Monday, June 24, 2013

GSoC Report Week 1:

 Finally, the much awaited summer coding period has started. I am already feeling very enthusiastic about it.
For the first week, I have been working on an detailed API, alongwith functions(their arguments and return values). Everything is being fleshed out.

Also we(other PyDy members) have been holding discussions on various facets of implementations, how and what would be done for effective visualizations.

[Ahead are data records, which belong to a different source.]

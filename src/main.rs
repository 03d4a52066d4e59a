//! Generate the Vekos and Kaleg fonts from the command line.

use fontgen::core;

fn main() {
    let cli_args = core::platform::get_cli_args();
    if let Err(error) = core::runner::run_app(cli_args) {
        core::platform::handle_error(error);
    }
}
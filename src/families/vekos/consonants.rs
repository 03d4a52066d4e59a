//! Consonants: bowls, tails, beaks and the transphone tick

use super::{quarter, VekosGenerator, DESCENT, MEAN, OVERSHOOT};
use crate::families::ring_from_quarters;
use crate::font::Glyph;
use crate::geometry::{handle, pt};
use crate::part::Part;
use anyhow::Result;
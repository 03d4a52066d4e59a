//! Export of generated fonts
//!
//! Every format walks the generator's repertoire once and writes the result
//! under an output directory, named after the font's file stem.

pub mod conversions;
pub mod json;
pub mod svg;
pub mod ufo;

use crate::font::{Font, Glyph};
use anyhow::Result;
use clap::ValueEnum;
use serde::{Deserialize, Serialize};
use std::fmt;
use std::path::{Path, PathBuf};
use tracing::{info, warn};

/// Output format of an export run.
#[derive(Debug, Clone, Copy, Default, PartialEq, Eq, Serialize, Deserialize, ValueEnum)]
#[serde(rename_all = "lowercase")]
pub enum ExportFormat {
    /// A UFO 3 source directory
    #[default]
    Ufo,
    /// One SVG file per glyph
    Svg,
    /// A JSON dump of every glyph outline
    Json,
}

impl fmt::Display for ExportFormat {
    fn fmt(&self, f: &mut fmt::Formatter<'_>) -> fmt::Result {
        f.write_str(match self {
            ExportFormat::Ufo => "ufo",
            ExportFormat::Svg => "svg",
            ExportFormat::Json => "json",
        })
    }
}

/// Build every glyph of `font` in registration order.
///
/// A registered character whose builder reports no glyph is skipped with a
/// warning; a builder error aborts the export.
pub fn collect_glyphs(font: &Font) -> Result<Vec<(char, Glyph)>> {
    let mut glyphs = Vec::new();
    for character in font.generator.chars() {
        match font.generator.glyph(character)? {
            Some(glyph) => glyphs.push((character, glyph)),
            None => warn!(%character, "registered character produced no glyph"),
        }
    }
    Ok(glyphs)
}

/// Write `font` in `format` under `output_dir` and return the written path.
pub fn export(font: &Font, format: ExportFormat, output_dir: &Path) -> Result<PathBuf> {
    let path = match format {
        ExportFormat::Ufo => ufo::write_ufo(font, output_dir)?,
        ExportFormat::Svg => svg::write_svg_dir(font, output_dir)?,
        ExportFormat::Json => json::write_json(font, output_dir)?,
    };
    info!(font = %font.full_name(), %format, path = %path.display(), "exported");
    Ok(path)
}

An illustrative example has also been made, which utilizes different methods from the new API, to demonstrate the complete workflow.
The illustrative example can be checked here:
https://github.com/PythonDynamics/pydy_examples/pull/11

And the API is in development form and can be checked here:
http://pydy.org/visualization_temp_api

Once the API is in a more finished form it can be ported to a more relevant location(link).
In the coming week I hope to write some functions following the API, and related documentation and tests too.

Cheers,

 







Friday, June 14, 2013

First Step(Summer is Coming!!)

Coding Season is starting from 17 June, and community bonding period has been a good time, to connect with the people from the organization, and some brainstorming sessions on IRC on when and how things should be done.
 Some things have been sort out, and  some remains to be, but hopefully those will be sorted soon too.


Meanwhile I have been able to write a example, in the form of an IPython notebook, which although loosely implemented, describes the workflow we intend to accomplish in this coding season.

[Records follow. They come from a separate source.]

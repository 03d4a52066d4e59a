//! Per-glyph SVG output
//!
//! Each glyph becomes `<codepoint>.svg` in a directory named after the font.
//! SVG is y-down like the design space, so outlines are written as they are
//! and the view box spans one em from the ascent line. The advance width
//! rides along in a `glyph-width` attribute on the root element.

use super::collect_glyphs;
use crate::core::errors::FontgenContext;
use crate::font::{Font, Glyph};
use anyhow::Result;
use std::fs;
use std::path::{Path, PathBuf};

/// SVG document for one glyph.
pub fn glyph_svg(glyph: &Glyph) -> String {
    let metrics = glyph.metrics;
    let data: Vec<String> = glyph.outline.to_bezpaths().iter().map(|path| path.to_svg()).collect();
    format!(
        concat!(
            r#"<svg xmlns="http://www.w3.org/2000/svg" version="1.1" "#,
            r#"width="{em}" height="{em}" viewBox="0 {top} {em} {em}" glyph-width="{width}">"#,
            r#"<path d="{data}" fill="black" fill-rule="nonzero"/>"#,
            "</svg>\n",
        ),
        em = metrics.em,
        top = -metrics.ascent,
        width = glyph.width,
        data = data.join(" "),
    )
}

/// Write every glyph to `<output_dir>/<file-stem>/<codepoint>.svg`.
pub fn write_svg_dir(font: &Font, output_dir: &Path) -> Result<PathBuf> {
    let dir = output_dir.join(font.file_stem());
    fs::create_dir_all(&dir).with_file_context("create", &dir)?;
    for (character, glyph) in collect_glyphs(font)? {
        let path = dir.join(format!("{}.svg", character as u32));
        fs::write(&path, glyph_svg(&glyph)).with_file_context("write", &path)?;
    }
    Ok(dir)
}

#[cfg(test)]
mod tests {
    use super::*;
    use crate::font::{Bearings, Metrics};
    use crate::part::Part;

    #[test]
    fn root_carries_the_advance_width() {
        let metrics = Metrics { em: 1000.0, ascent: 760.0, descent: 240.0 };
        let part = Part::rect(100.0, 500.0).translate((0.0, -500.0));
        let glyph = Glyph::by_bearings(part, metrics, Bearings::symmetric(20.0));
        let svg = glyph_svg(&glyph);
        assert!(svg.starts_with("<svg "));
        assert!(svg.contains(r#"glyph-width="140""#));
        assert!(svg.contains(r#"viewBox="0 -760 1000 1000""#));
        assert!(svg.contains("<path d=\"M"));
    }

    #[test]
    fn empty_glyph_has_an_empty_path() {
        let metrics = Metrics { em: 1000.0, ascent: 760.0, descent: 240.0 };
        let glyph = Glyph::by_bearings(Part::empty(), metrics, Bearings::symmetric(50.0));
        assert!(glyph_svg(&glyph).contains(r#"<path d="""#));
    }
}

The example is based on the simulation of a simple mass spring system.

The workflow comprises of following steps:

1) Defining basic symbols (mass,gravity,stiffness etc.)

 2) Generate a Particle object, using built in mechanics Particle class.(sympy.physics.mechanics.Particle)

3)Define forces on particle.

4)Generate a Kane object for the particle.

5)Utilizing Kane object to generate symbolic equations of motion.

6) Using partially implemented code generation methods to generate numerical solutions to the equation of motion of the particle.

7) Passing the numerical values to the roughly implemented Javascript methods to simulate the motion in the output cell of IPython notebook.


Looks good so far. Feeling excited to start the coding session, writing some codes!! ..